EXERCISE INPUT
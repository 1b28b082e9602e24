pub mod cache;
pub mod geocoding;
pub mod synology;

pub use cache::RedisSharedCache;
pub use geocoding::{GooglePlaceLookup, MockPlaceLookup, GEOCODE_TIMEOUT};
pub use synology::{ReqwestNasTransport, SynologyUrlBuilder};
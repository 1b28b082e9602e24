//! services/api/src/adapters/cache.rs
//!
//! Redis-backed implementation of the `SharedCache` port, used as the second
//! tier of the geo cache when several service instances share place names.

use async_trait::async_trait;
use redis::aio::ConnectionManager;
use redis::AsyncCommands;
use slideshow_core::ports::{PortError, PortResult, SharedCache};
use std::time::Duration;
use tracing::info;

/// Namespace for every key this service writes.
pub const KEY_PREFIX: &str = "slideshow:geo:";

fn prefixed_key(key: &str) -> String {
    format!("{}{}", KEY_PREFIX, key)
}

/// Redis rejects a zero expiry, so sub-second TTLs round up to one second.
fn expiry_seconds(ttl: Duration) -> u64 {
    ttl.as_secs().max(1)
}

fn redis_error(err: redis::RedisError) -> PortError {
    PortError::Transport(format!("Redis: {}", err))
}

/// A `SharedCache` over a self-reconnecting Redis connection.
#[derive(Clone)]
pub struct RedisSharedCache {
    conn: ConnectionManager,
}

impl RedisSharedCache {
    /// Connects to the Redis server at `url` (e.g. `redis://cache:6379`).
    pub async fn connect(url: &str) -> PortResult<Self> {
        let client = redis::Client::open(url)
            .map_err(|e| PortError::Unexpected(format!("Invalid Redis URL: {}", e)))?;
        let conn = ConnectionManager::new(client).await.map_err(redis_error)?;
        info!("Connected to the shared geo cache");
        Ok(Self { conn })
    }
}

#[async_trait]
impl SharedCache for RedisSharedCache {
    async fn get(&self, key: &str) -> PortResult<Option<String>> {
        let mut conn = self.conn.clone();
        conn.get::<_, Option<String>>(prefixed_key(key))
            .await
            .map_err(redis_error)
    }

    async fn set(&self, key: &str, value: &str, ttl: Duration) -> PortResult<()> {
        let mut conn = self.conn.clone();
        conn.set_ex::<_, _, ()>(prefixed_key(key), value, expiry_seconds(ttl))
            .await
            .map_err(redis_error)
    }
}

WORK TO BE COMPLETED
Locate all lines in the listing above with the word "synology" and copy them.

TASK RESULT
pub mod synology;
pub use synology::{ReqwestNasTransport, SynologyUrlBuilder};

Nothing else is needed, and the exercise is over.